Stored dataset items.
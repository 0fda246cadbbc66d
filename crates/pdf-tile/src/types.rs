use std::fmt;
use std::sync::Arc;
use thiserror::Error;

#[derive(Error, Debug)]
pub enum TileError {
    #[error("Failed to decode source document: {0}")]
    Decode(String),
    #[error("Failed to render page {}: {message}", page_index + 1)]
    PageRender { page_index: usize, message: String },
    #[error("Degenerate geometry: {0}")]
    DegenerateGeometry(String),
    #[error("PDF error: {0}")]
    Pdf(#[from] lopdf::Error),
    #[error("Image error: {0}")]
    Image(#[from] image::ImageError),
    #[error("IO error: {0}")]
    Io(#[from] std::io::Error),
    #[error("PDF renderer unavailable: {0}")]
    RendererUnavailable(String),
    #[error("Invalid configuration: {0}")]
    Config(String),
    #[error("Task join error: {0}")]
    TaskJoin(#[from] tokio::task::JoinError),
}

pub type Result<T> = std::result::Result<T, TileError>;

/// A rasterized page, encoded as a baseline RGB JPEG.
///
/// The encoded bytes are shared, so cloning a record (or placing the same
/// image many times) never copies the pixel data.
#[derive(Clone, PartialEq, Eq)]
pub struct PageImage {
    /// Encoded JPEG stream
    pub jpeg: Arc<[u8]>,
    /// Pixel width of the bitmap
    pub width_px: u32,
    /// Pixel height of the bitmap
    pub height_px: u32,
}

impl PageImage {
    pub fn new(jpeg: Vec<u8>, width_px: u32, height_px: u32) -> Self {
        Self {
            jpeg: jpeg.into(),
            width_px,
            height_px,
        }
    }
}

impl fmt::Debug for PageImage {
    fn fmt(&self, f: &mut fmt::Formatter<'_>) -> fmt::Result {
        f.debug_struct("PageImage")
            .field("jpeg_len", &self.jpeg.len())
            .field("width_px", &self.width_px)
            .field("height_px", &self.height_px)
            .finish()
    }
}

/// One rasterized source page.
///
/// Width and height come from the source page box, not from the bitmap.
/// A box without area is kept as-is; layout skips it with a warning.
#[derive(Debug, Clone, PartialEq)]
pub struct PageRecord {
    pub image: PageImage,
    pub width_pt: f32,
    pub height_pt: f32,
}

impl PageRecord {
    pub fn new(image: PageImage, width_pt: f32, height_pt: f32) -> Self {
        Self {
            image,
            width_pt,
            height_pt,
        }
    }

    /// Page box size (width, height) in points
    pub fn size(&self) -> (f32, f32) {
        (self.width_pt, self.height_pt)
    }
}

/// Rasterization progress, reported after each page
#[derive(Debug, Clone, Copy, PartialEq, Eq, Default)]
pub struct Progress {
    pub current: usize,
    pub total: usize,
}

impl Progress {
    pub fn new(current: usize, total: usize) -> Self {
        Self { current, total }
    }

    /// True once every page has been rendered
    pub fn is_complete(&self) -> bool {
        self.current == self.total
    }
}

/// What an output artifact holds
#[derive(Debug, Clone, Copy, PartialEq, Eq)]
pub enum ArtifactKind {
    /// Every source page, across however many sheets the mode needs
    Merged,
    /// A single sheet for one source page (0-based index)
    PerPage(usize),
}

/// A serialized output document
#[derive(Clone, PartialEq, Eq)]
pub struct OutputArtifact {
    pub bytes: Vec<u8>,
    pub kind: ArtifactKind,
}

impl fmt::Debug for OutputArtifact {
    fn fmt(&self, f: &mut fmt::Formatter<'_>) -> fmt::Result {
        f.debug_struct("OutputArtifact")
            .field("kind", &self.kind)
            .field("len", &self.bytes.len())
            .finish()
    }
}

PROBLEM DESCRIPTION. Check each line of the records above for the string "total", and report every line that has it.

EXERCISE OUTPUT.
    pub total: usize,
    pub fn new(current: usize, total: usize) -> Self {
        Self { current, total }
        self.current == self.total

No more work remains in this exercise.